Ces deux pos­tures de repli, l’une reli­gieuse et l’autre lin­guis­tique, sont ali­men­tées par le repli iden­ti­taire qui s’est ins­tallé au PQ depuis la crise des accom­mo­de­ments rai­son­nable de 2007-2008. Ce cou­rant oppose majo­rité à mino­ri­tés et défend qu’un « authen­tique Québécois » se doit d’adhérer au natio­na­lisme tra­di­tion­nel, celui du Canadien fran­çais catho­lique, condam­nant à l’exclusion ceux qui for­mulent une vision cri­tique de ce passé et tous ceux dont la mémoire his­to­rique est autre (les autoch­tones, les Québécois anglo­phones et tous les immi­grants, y com­pris ceux pro­ve­nant de France).

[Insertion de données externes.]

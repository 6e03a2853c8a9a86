//! Command-line interface for textcalc
//! This binary evaluates, classifies, and tokenizes delimited number expressions.
//!
//! Usage:
//!   textcalc eval [TEXT] [--file `<path>`] [--format `<format>`]      - Print the expression's sum
//!   textcalc classify [TEXT] [--file `<path>`] [--format `<format>`]  - Print the classified shape
//!   textcalc tokens [TEXT] [--file `<path>`] [--format `<format>`]    - Print the token dump
//!   textcalc renderings                                           - List stage-format spec strings

use clap::{Arg, ArgMatches, Command};
use textcalc::calc::processor::{available_renderings, process, RenderSpec};

fn main() {
    let matches = Command::new("textcalc")
        .version(env!("CARGO_PKG_VERSION"))
        .about("A calculator for delimited number expressions")
        .subcommand_required(true)
        .arg_required_else_help(true)
        .subcommand(expression_command(
            "eval",
            "Evaluate an expression and print its sum",
        ))
        .subcommand(expression_command(
            "classify",
            "Classify an expression and print its shape",
        ))
        .subcommand(expression_command(
            "tokens",
            "Tokenize an expression and print the token dump",
        ))
        .subcommand(Command::new("renderings").about("List available stage-format spec strings"))
        .get_matches();

    // Handle subcommands
    match matches.subcommand() {
        Some(("eval", eval_matches)) => handle_expression_command(eval_matches, "sum"),
        Some(("classify", classify_matches)) => handle_expression_command(classify_matches, "shape"),
        Some(("tokens", tokens_matches)) => handle_expression_command(tokens_matches, "tokens"),
        Some(("renderings", _)) => handle_renderings_command(),
        _ => unreachable!(),
    }
}

/// Build one of the three expression-taking subcommands
fn expression_command(name: &'static str, about: &'static str) -> Command {
    Command::new(name)
        .about(about)
        .arg(
            Arg::new("text")
                .help("Expression text; omit (without --file) to evaluate absent input")
                .index(1),
        )
        .arg(
            Arg::new("file")
                .long("file")
                .help("Read the expression from a file instead")
                .conflicts_with("text"),
        )
        .arg(
            Arg::new("format")
                .long("format")
                .short('f')
                .help("Output format (e.g., 'simple', 'json', 'yaml')")
                .default_value("simple"),
        )
}

/// Handle one expression subcommand against the given rendering stage
fn handle_expression_command(matches: &ArgMatches, stage: &str) {
    let text = expression_text(matches);
    let format = matches.get_one::<String>("format").unwrap();

    let spec = RenderSpec::from_string(&format!("{}-{}", stage, format)).unwrap_or_else(|e| {
        eprintln!("Error: {}", e);
        std::process::exit(1);
    });

    let output = process(text.as_deref(), &spec).unwrap_or_else(|e| {
        eprintln!("Error: {}", e);
        std::process::exit(1);
    });

    println!("{}", output);
}

/// Resolve the expression text from the positional argument or --file
fn expression_text(matches: &ArgMatches) -> Option<String> {
    if let Some(path) = matches.get_one::<String>("file") {
        let content = std::fs::read_to_string(path).unwrap_or_else(|e| {
            eprintln!("Error reading file: {}", e);
            std::process::exit(1);
        });
        // a final newline in a file is not part of the expression
        let content = content.strip_suffix('\n').unwrap_or(&content);
        let content = content.strip_suffix('\r').unwrap_or(content);
        return Some(content.to_string());
    }
    matches.get_one::<String>("text").cloned()
}

/// Handle the renderings command
fn handle_renderings_command() {
    println!("Available stage-format spec strings:\n");
    for rendering in available_renderings() {
        println!("  {}", rendering);
    }
}
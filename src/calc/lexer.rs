//! Surface lexer for expression text
//!
//! Tokenization serves the inspection surfaces: the `tokens` CLI command
//! and the token rendering stages. It exposes the lexical structure of an
//! expression without deciding anything about its shape. The calculation
//! path never consumes these tokens; classification works by structural
//! probing instead.

use logos::Logos;
use serde::{Deserialize, Serialize};
use std::fmt;

/// All tokens that can appear in expression text.
#[derive(Logos, Debug, Clone, PartialEq, Eq, Serialize, Deserialize)]
pub enum Token {
    /// Start of a custom delimiter header
    #[token("//")]
    HeaderMarker,

    /// A lone slash outside a header marker
    #[token("/")]
    Slash,

    #[token(",")]
    Comma,

    #[token(":")]
    Colon,

    #[token("\n")]
    Newline,

    /// Spaces and tabs, newlines excluded
    #[regex(r"[ \t]+")]
    Whitespace,

    /// Base-10 integer literal with optional sign
    #[regex(r"[+-]?[0-9]+", |lex| lex.slice().to_string())]
    Number(String),

    /// Any other run of characters
    #[regex(r"[^,:\n \t/0-9+-]+", |lex| lex.slice().to_string())]
    Text(String),
}

impl Token {
    /// Check if this token separates fields in the default shapes
    pub fn is_separator(&self) -> bool {
        matches!(self, Token::Comma | Token::Colon)
    }

    /// Check if this token is an integer literal
    pub fn is_number(&self) -> bool {
        matches!(self, Token::Number(_))
    }
}

impl fmt::Display for Token {
    fn fmt(&self, f: &mut fmt::Formatter<'_>) -> fmt::Result {
        match self {
            Token::HeaderMarker => write!(f, "<header>"),
            Token::Slash => write!(f, "<slash>"),
            Token::Comma => write!(f, "<comma>"),
            Token::Colon => write!(f, "<colon>"),
            Token::Newline => write!(f, "<newline>"),
            Token::Whitespace => write!(f, "<whitespace>"),
            Token::Number(value) => write!(f, "<number:{}>", value),
            Token::Text(text) => write!(f, "<text:{}>", text),
        }
    }
}

/// Tokenize expression text and collect all tokens.
///
/// Byte sequences no token matches are skipped, so the dump never fails.
pub fn tokenize(source: &str) -> Vec<Token> {
    Token::lexer(source)
        .filter_map(|result| result.ok())
        .collect()
}

#[cfg(test)]
mod tests {
    use super::*;

    #[test]
    fn test_tokenize_separated_expression() {
        let tokens = tokenize("1,2:3");
        assert_eq!(
            tokens,
            vec![
                Token::Number("1".to_string()),
                Token::Comma,
                Token::Number("2".to_string()),
                Token::Colon,
                Token::Number("3".to_string()),
            ]
        );
    }

    #[test]
    fn test_tokenize_custom_delimited_expression() {
        let tokens = tokenize("//;\n1;2");
        assert_eq!(
            tokens,
            vec![
                Token::HeaderMarker,
                Token::Text(";".to_string()),
                Token::Newline,
                Token::Number("1".to_string()),
                Token::Text(";".to_string()),
                Token::Number("2".to_string()),
            ]
        );
    }

    #[test]
    fn test_tokenize_signed_numbers() {
        let tokens = tokenize("-1,+2");
        assert_eq!(
            tokens,
            vec![
                Token::Number("-1".to_string()),
                Token::Comma,
                Token::Number("+2".to_string()),
            ]
        );
    }

    #[test]
    fn test_header_marker_wins_over_slash() {
        assert_eq!(tokenize("//"), vec![Token::HeaderMarker]);
        assert_eq!(tokenize("/"), vec![Token::Slash]);
        assert_eq!(
            tokenize("///"),
            vec![Token::HeaderMarker, Token::Slash]
        );
    }

    #[test]
    fn test_tokenize_whitespace_and_text() {
        let tokens = tokenize("hello \tworld");
        assert_eq!(
            tokens,
            vec![
                Token::Text("hello".to_string()),
                Token::Whitespace,
                Token::Text("world".to_string()),
            ]
        );
    }

    #[test]
    fn test_tokenize_empty_text() {
        assert_eq!(tokenize(""), Vec::<Token>::new());
    }

    #[test]
    fn test_token_predicates() {
        assert!(Token::Comma.is_separator());
        assert!(Token::Colon.is_separator());
        assert!(!Token::Newline.is_separator());
        assert!(Token::Number("1".to_string()).is_number());
        assert!(!Token::Text("x".to_string()).is_number());
    }

    #[test]
    fn test_token_display() {
        assert_eq!(Token::HeaderMarker.to_string(), "<header>");
        assert_eq!(Token::Comma.to_string(), "<comma>");
        assert_eq!(Token::Number("42".to_string()).to_string(), "<number:42>");
        assert_eq!(Token::Text(";".to_string()).to_string(), "<text:;>");
    }
}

Menés par le socio­logue Jacques Beauchemin devenu sous-ministre du gou­ver­ne­ment Marois pour le dos­sier lin­guis­tique, les pen­seurs du repli iden­ti­taire ont désa­grégé le néo­na­tio­na­lisme social et poli­tique des années 1960-1970 et dis­qua­li­fié le modèle d’intégration plu­ra­liste incarné poli­ti­que­ment par Gérald Godin et sou­tenu intel­lec­tuel­le­ment par Gérard Bouchard, Micheline Labelle, Michel Seymour et d’autres.

On ne peut défendre une iden­tité en niant celle des autres. La ques­tion iden­ti­taire ne doit pas servir à l’instauration d’inégalités entre caté­go­ries de citoyens. Il nous semble évident que ce repli natio­na­liste conser­va­teur ne peut qu’affaiblir le Québec, en effri­tant ses appuis à l’étranger et en s’aliénant les éner­gies de toutes les mino­ri­tés qui pour­raient par­ti­ci­per à la construc­tion d’une nation qué­bé­coise inclu­sive.

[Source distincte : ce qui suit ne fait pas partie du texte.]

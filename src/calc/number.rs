//! Number token parsing
//!
//! One field of a split expression becomes an integer here, or fails. The
//! parse is non-throwing on purpose: the shape probes call it to test
//! whether a candidate field is numeric, so failure is an ordinary value
//! rather than control flow.

use std::fmt;

/// A field that could not be read as an integer.
///
/// Carries the offending token text for error reporting.
#[derive(Debug, Clone, PartialEq, Eq)]
pub struct InvalidNumber {
    pub token: String,
}

impl fmt::Display for InvalidNumber {
    fn fmt(&self, f: &mut fmt::Formatter<'_>) -> fmt::Result {
        write!(f, "invalid number token: {:?}", self.token)
    }
}

impl std::error::Error for InvalidNumber {}

/// Parse one token as a base-10 integer.
///
/// Accepts an optional leading `+` or `-` sign and digits, nothing else:
/// no surrounding whitespace, no partial parse. Values outside the 32-bit
/// range fail like any other malformed token.
pub fn parse_number(token: &str) -> Result<i32, InvalidNumber> {
    token.parse::<i32>().map_err(|_| InvalidNumber {
        token: token.to_string(),
    })
}
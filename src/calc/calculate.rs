//! Summation dispatch
//!
//! The dispatcher consumes a classified [`Shape`] and runs the matching
//! summation strategy. Probing stays in [`shape`](crate::calc::shape);
//! this module only executes whatever strategy the shape selected. The
//! match is exhaustive, so adding a shape variant forces a decision here.

use crate::calc::fields::split_fields;
use crate::calc::number::{parse_number, InvalidNumber};
use crate::calc::shape::{classify, is_default_separator, Shape};
use std::fmt;

/// Errors from [`calculate`].
#[derive(Debug, Clone, PartialEq, Eq)]
pub enum CalculateError {
    /// A field of the expression is not a valid integer. Only the
    /// custom-delimited strategy fails this way at dispatch time; the
    /// other shapes validate their fields during classification.
    InvalidNumber(InvalidNumber),
    /// The text matches no computable expression shape.
    InvalidExpression,
}

impl fmt::Display for CalculateError {
    fn fmt(&self, f: &mut fmt::Formatter<'_>) -> fmt::Result {
        match self {
            CalculateError::InvalidNumber(err) => write!(f, "{}", err),
            CalculateError::InvalidExpression => {
                write!(f, "expression matches no computable shape")
            }
        }
    }
}

impl std::error::Error for CalculateError {}

impl From<InvalidNumber> for CalculateError {
    fn from(err: InvalidNumber) -> Self {
        CalculateError::InvalidNumber(err)
    }
}

/// Calculate the sum of the expression in `text`.
///
/// Absent, empty, and whitespace-only inputs sum to 0. Fields parse as
/// 32-bit integers and accumulate into a 64-bit sum, left to right in
/// their original order, so the first unparseable field is the one
/// reported.
pub fn calculate(text: Option<&str>) -> Result<i64, CalculateError> {
    match classify(text) {
        Shape::Empty => Ok(0),
        Shape::SingleValue(token) => Ok(i64::from(parse_number(token)?)),
        Shape::CommaSeparated(body) => sum_fields(split_fields(body, is_default_separator)),
        Shape::CustomDelimited(spec) => {
            let delimiter = spec.delimiter;
            sum_fields(split_fields(spec.remainder, move |c| c == delimiter))
        }
        Shape::Unrecognized => Err(CalculateError::InvalidExpression),
    }
}

/// Parse every field and sum the values left to right.
fn sum_fields(fields: Vec<&str>) -> Result<i64, CalculateError> {
    let mut total: i64 = 0;
    for field in fields {
        total += i64::from(parse_number(field)?);
    }
    Ok(total)
}
//! Field splitting for expression bodies
//!
//! Both the shape probes and the summation strategies split text the same
//! way, so the contract lives here once. The splitter keeps interior and
//! leading empty fields but drops trailing ones: a doubled or leading
//! separator must still surface as an unparseable empty field, while a
//! trailing separator is tolerated. A text without any separator
//! occurrence is one field, even when the text is empty.

/// Split `text` into fields on every character matching `is_separator`.
///
/// - `"1,"` yields `["1"]` (trailing empty fields dropped)
/// - `","` yields `[]` (nothing but trailing empties)
/// - `"1,,2"` yields `["1", "", "2"]` (interior empties kept)
/// - `",1"` yields `["", "1"]` (leading empties kept)
/// - `"abc"` and `""` yield the whole text as one field
pub fn split_fields<F>(text: &str, is_separator: F) -> Vec<&str>
where
    F: Fn(char) -> bool + Copy,
{
    if !text.chars().any(is_separator) {
        return vec![text];
    }

    let mut fields: Vec<&str> = text.split(is_separator).collect();
    while fields.last().is_some_and(|field| field.is_empty()) {
        fields.pop();
    }
    fields
}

Jean Pierre Couture et Jean-Marc Piotte sont les auteurs de LesNouveaux Visages du natio­na­lisme conser­va­teur qui vient de paraître chez Québec Amérique.


Éditions Québec-Amérique
ISBN : 978-2-7644-2167-3
162 pages – 24,95 $
Aussi dis­po­nible au format :
EPUB et PDF

Les nouveaux visages du nationalisme conservateur au Québec

Sommaire

Les auteurs Jean-Marc Piotte et Jean-Pierre Couture s’intéressent dans cet essai au natio­na­lisme conser­va­teur qui se dis­tingue radi­ca­le­ment du néo­na­tio­na­lisme pro­gres­siste qui a marqué et dominé le mou­ve­ment sou­ve­rai­niste qué­bé­cois depuis 1960.

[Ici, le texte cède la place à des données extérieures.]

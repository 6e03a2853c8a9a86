//! Expression calculation pipeline
//!
//! The pipeline runs leaves first:
//!
//! 1. Number parsing, in `number`: one field of a split expression
//!    becomes a validated integer, or fails as a value.
//! 2. Shape classification, in `shape`: raw text maps to exactly one of
//!    five syntactic shapes by structural probing, in a fixed priority
//!    order. The custom-delimiter shape carries its extracted declaration.
//! 3. Dispatch, in `calculate`: an exhaustive match over the shape picks
//!    the summation strategy and runs it.
//!
//! The split contract shared by the probes and the strategies lives in
//! `fields`. The `lexer` and `processor` modules are tooling surfaces: a
//! surface tokenizer for inspection dumps and the stage/format rendering
//! the CLI uses. Neither participates in calculation.

pub mod calculate;
pub mod fields;
pub mod lexer;
pub mod number;
pub mod processor;
pub mod shape;

pub use calculate::{calculate, CalculateError};
pub use fields::split_fields;
pub use lexer::{tokenize, Token};
pub use number::{parse_number, InvalidNumber};
pub use shape::{classify, DelimiterSpec, Shape};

À cette fin, les auteurs pro­posent un cha­pitre pour chacun des prin­ci­paux auteurs contem­po­rains de cette mou­vance, soit Éric Bédard, Jacques Beauchemin, Marc Chevrier, Stéphane Kelly, Gilles Labelle et Joseph Yvon Thériault. Au fil de l’ouvrage, ils relèvent les déno­mi­na­teurs com­muns qui per­mettent de les iden­ti­fier au natio­na­lisme conser­va­teur. Parmi ceux-ci, les auteurs notent le pas­séisme, la cri­tique conser­va­trice de la moder­nité, une épis­té­mo­lo­gie idéa­liste, l’oubli ou le rejet de l’apport des sciences sociales, et l’euphémisation de leur conser­va­tisme.

Extrait

Notre contri­bu­tion avait pour objec­tif d’éclairer de façon cri­tique la réorien­ta­tion intel­lec­tuelle du mou­ve­ment sou­ve­rai­niste depuis 2007-2008. Notre ouvrage est né d’une inquié­tude face à la renais­sance d’un natio­na­lisme conser­va­teur qui, au nom d’un passé mythi­fié et d’une nation sur­plom­bante et divi­ni­sée, sou­haite liqui­der l’héritage des mul­tiples luttes pour la liberté, l’égalité et la soli­da­rité qui ont tra­versé le Québec. Contre le repli sur soi des néo­con­ser­va­teurs, il nous semble qu’il faille réins­crire, en bout de piste, le Québec dans les débats sur la crise éco­no­mique, envi­ron­ne­men­tale, poli­tique et cultu­relle qui secoue le monde dont nous fai­sons inévi­ta­ble­ment partie.